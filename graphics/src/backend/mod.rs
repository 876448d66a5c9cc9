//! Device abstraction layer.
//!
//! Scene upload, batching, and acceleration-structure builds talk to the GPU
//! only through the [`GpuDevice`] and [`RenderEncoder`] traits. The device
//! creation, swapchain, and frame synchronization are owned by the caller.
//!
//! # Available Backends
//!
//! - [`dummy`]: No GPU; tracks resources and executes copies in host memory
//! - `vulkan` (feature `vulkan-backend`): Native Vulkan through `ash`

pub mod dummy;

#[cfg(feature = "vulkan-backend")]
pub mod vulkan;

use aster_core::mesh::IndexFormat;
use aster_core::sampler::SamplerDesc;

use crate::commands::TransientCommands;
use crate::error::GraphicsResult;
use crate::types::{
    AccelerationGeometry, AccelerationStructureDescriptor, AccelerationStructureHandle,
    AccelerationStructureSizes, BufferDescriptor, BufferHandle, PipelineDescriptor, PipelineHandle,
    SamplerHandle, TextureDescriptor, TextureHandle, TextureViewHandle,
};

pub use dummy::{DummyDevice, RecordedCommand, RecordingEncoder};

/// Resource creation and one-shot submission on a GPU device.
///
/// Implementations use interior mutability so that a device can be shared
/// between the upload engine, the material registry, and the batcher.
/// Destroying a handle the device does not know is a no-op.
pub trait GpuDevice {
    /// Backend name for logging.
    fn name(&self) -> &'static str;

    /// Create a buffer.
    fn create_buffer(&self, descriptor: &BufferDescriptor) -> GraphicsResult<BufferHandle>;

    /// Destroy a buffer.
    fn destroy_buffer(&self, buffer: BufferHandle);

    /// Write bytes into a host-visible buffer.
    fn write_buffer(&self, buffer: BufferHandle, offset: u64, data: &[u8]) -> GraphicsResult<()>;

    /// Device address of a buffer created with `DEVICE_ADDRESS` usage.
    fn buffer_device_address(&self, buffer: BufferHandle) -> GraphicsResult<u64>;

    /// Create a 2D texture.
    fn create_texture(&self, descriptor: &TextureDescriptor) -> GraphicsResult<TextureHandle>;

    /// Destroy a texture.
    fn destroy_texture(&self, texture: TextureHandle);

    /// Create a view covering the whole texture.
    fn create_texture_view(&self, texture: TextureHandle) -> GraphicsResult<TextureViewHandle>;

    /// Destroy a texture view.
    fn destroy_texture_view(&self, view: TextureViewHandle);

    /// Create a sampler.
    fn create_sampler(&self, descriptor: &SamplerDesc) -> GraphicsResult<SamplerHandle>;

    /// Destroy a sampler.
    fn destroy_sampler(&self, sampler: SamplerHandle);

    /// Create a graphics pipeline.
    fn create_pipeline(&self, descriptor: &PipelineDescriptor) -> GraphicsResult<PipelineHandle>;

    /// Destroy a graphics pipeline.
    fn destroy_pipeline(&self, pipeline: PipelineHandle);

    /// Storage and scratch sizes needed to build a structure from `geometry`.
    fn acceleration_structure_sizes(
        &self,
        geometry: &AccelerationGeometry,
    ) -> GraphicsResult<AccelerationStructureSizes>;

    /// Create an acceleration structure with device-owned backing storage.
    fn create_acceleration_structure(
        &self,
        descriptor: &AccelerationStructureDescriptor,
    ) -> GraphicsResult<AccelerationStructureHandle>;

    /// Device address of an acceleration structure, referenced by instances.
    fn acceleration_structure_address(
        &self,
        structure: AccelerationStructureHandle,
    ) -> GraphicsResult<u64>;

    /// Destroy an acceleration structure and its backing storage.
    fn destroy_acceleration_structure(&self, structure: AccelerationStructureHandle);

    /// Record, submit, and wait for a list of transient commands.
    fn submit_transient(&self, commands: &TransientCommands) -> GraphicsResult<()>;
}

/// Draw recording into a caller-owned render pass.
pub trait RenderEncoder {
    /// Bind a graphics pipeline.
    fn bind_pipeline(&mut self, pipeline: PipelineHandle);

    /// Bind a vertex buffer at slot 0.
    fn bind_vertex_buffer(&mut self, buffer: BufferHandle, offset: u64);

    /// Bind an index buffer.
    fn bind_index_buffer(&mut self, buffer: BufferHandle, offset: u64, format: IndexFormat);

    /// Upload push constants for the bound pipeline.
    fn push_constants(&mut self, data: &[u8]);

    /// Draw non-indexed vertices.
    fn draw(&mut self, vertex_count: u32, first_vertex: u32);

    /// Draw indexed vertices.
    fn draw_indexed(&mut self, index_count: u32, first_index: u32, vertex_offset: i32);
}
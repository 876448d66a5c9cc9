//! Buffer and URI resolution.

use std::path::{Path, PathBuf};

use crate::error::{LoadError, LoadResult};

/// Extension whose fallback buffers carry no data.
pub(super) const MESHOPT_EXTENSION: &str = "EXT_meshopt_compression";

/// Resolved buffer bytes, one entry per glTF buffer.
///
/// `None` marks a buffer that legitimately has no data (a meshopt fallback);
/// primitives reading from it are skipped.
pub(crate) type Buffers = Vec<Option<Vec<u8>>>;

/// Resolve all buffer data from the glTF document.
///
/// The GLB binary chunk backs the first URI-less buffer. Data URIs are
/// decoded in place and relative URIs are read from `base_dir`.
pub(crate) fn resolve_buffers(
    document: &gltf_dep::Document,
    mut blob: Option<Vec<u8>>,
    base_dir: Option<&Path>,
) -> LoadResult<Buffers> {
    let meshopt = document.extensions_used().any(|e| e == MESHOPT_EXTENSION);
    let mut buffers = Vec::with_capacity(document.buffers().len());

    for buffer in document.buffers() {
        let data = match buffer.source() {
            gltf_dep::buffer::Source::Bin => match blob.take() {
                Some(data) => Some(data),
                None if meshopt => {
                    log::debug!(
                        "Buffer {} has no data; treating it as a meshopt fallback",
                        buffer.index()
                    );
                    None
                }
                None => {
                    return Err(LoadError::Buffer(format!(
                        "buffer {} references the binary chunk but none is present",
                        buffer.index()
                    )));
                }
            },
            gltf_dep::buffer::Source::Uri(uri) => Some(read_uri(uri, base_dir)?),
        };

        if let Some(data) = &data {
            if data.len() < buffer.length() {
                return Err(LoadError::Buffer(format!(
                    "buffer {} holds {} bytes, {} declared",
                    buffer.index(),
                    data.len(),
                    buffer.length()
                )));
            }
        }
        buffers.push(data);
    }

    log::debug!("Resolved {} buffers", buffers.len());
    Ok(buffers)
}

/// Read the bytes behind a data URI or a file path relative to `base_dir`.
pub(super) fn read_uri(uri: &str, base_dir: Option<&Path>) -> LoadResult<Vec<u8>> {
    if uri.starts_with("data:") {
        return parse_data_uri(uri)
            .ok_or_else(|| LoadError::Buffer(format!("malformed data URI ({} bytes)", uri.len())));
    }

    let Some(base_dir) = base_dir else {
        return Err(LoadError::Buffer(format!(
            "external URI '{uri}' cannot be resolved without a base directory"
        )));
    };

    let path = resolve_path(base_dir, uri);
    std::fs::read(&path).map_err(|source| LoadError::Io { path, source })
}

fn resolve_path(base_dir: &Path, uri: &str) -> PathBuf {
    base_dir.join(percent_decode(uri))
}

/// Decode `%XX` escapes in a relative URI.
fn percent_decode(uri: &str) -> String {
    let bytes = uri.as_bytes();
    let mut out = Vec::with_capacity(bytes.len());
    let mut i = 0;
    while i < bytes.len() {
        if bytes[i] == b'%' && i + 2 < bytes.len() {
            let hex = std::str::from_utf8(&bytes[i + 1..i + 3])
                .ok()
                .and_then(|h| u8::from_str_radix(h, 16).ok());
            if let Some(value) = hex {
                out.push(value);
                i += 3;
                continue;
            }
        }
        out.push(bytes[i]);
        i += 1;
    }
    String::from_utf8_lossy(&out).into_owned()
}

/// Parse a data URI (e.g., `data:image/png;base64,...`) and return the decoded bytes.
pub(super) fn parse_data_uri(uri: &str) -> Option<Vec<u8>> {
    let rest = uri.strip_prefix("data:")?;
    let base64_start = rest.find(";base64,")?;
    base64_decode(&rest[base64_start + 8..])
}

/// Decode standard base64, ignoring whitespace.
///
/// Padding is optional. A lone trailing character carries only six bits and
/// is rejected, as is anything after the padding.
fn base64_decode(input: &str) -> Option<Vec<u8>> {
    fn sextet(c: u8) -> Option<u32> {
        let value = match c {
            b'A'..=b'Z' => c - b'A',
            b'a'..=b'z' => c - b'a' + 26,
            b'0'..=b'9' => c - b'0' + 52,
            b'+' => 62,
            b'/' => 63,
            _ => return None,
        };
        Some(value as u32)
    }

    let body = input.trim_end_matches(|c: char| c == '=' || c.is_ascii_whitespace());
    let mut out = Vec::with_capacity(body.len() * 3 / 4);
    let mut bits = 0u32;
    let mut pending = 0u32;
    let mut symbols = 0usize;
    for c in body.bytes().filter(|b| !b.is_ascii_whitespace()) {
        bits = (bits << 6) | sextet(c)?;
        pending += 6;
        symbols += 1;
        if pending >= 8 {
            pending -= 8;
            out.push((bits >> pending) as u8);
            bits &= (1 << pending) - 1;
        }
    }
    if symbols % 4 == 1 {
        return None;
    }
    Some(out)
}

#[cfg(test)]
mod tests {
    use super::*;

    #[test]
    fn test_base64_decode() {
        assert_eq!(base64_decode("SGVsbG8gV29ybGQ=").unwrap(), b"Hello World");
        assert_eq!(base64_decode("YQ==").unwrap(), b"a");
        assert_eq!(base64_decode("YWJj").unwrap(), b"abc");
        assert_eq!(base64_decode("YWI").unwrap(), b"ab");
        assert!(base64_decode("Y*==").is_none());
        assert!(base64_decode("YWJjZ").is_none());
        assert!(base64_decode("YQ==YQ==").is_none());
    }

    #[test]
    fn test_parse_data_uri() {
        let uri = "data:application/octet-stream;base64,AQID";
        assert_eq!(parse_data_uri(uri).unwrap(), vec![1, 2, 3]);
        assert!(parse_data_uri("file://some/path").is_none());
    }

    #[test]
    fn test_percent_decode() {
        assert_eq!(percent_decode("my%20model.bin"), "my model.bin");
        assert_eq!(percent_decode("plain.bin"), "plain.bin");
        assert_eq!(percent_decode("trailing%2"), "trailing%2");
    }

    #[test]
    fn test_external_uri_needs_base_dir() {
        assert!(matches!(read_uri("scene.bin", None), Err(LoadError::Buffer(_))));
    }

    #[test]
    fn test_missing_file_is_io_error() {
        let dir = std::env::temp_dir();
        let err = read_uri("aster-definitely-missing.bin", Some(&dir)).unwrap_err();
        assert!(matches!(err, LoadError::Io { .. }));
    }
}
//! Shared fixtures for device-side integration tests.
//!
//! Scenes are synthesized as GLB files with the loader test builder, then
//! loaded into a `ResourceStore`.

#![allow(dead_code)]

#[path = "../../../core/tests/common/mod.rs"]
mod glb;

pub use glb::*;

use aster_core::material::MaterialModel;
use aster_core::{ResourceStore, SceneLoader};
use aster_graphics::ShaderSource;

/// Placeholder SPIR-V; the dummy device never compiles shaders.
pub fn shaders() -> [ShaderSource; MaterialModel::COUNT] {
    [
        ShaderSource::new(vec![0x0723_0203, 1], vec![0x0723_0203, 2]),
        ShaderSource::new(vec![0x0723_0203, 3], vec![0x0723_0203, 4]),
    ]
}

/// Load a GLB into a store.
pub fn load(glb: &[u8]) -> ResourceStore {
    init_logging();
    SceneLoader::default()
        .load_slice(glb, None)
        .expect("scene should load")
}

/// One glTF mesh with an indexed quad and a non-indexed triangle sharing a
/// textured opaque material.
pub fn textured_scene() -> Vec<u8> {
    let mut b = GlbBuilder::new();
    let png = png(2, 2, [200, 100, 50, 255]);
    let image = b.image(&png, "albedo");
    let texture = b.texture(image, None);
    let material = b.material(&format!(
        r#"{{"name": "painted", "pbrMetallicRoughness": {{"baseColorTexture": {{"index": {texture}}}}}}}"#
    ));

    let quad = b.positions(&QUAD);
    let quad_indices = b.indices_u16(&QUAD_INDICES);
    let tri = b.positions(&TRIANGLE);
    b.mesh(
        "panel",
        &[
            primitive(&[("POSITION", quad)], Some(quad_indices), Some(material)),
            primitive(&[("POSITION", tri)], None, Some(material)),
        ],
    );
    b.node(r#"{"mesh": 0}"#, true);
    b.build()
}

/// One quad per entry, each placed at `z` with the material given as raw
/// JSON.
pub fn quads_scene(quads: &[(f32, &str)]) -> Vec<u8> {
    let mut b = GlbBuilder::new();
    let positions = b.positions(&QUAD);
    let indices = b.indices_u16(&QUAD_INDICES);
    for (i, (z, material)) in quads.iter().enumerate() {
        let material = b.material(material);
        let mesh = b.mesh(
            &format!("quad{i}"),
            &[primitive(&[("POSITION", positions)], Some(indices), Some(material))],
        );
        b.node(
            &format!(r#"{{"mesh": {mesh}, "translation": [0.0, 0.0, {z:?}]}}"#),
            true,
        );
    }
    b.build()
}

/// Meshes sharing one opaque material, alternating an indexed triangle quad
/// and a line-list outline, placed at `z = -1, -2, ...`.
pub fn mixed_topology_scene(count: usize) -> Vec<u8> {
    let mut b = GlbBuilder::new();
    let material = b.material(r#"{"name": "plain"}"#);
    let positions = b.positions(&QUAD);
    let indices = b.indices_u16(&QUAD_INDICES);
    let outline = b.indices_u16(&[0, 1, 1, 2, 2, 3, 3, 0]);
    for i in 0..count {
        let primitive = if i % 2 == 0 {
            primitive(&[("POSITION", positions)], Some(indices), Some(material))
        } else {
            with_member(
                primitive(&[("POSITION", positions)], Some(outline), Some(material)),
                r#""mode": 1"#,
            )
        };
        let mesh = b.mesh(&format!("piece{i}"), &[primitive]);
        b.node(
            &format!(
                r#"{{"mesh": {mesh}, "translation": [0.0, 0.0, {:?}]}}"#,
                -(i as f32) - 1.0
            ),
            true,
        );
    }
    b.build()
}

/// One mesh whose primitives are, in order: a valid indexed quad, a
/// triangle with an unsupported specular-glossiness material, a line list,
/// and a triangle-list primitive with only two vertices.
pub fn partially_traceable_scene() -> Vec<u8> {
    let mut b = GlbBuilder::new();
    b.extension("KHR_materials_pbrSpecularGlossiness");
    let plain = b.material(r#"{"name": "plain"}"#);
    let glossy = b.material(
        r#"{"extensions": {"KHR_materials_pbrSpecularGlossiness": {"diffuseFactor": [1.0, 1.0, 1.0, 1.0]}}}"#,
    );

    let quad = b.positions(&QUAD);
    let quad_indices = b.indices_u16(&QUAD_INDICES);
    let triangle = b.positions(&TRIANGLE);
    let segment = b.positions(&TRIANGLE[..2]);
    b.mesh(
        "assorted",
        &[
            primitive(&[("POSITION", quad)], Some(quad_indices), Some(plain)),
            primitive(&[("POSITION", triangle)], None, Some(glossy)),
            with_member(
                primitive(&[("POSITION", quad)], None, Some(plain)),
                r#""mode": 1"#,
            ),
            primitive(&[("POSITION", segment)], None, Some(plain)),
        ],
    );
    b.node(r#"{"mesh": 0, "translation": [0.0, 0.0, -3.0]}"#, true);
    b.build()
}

··········

◆ EXERCISE GOAL
Once you find the line with "pub mod vulkan;" in the entries above, output it and each line after it up to and including the line with "Create a buffer.", and nothing else.

◆ OUTPUT OF THE TASK
pub mod vulkan;

use aster_core::mesh::IndexFormat;
use aster_core::sampler::SamplerDesc;

use crate::commands::TransientCommands;
use crate::error::GraphicsResult;
use crate::types::{
    AccelerationGeometry, AccelerationStructureDescriptor, AccelerationStructureHandle,
    AccelerationStructureSizes, BufferDescriptor, BufferHandle, PipelineDescriptor, PipelineHandle,
    SamplerHandle, TextureDescriptor, TextureHandle, TextureViewHandle,
};

pub use dummy::{DummyDevice, RecordedCommand, RecordingEncoder};

/// Resource creation and one-shot submission on a GPU device.
///
/// Implementations use interior mutability so that a device can be shared
/// between the upload engine, the material registry, and the batcher.
/// Destroying a handle the device does not know is a no-op.
pub trait GpuDevice {
    /// Backend name for logging.
    fn name(&self) -> &'static str;

    /// Create a buffer.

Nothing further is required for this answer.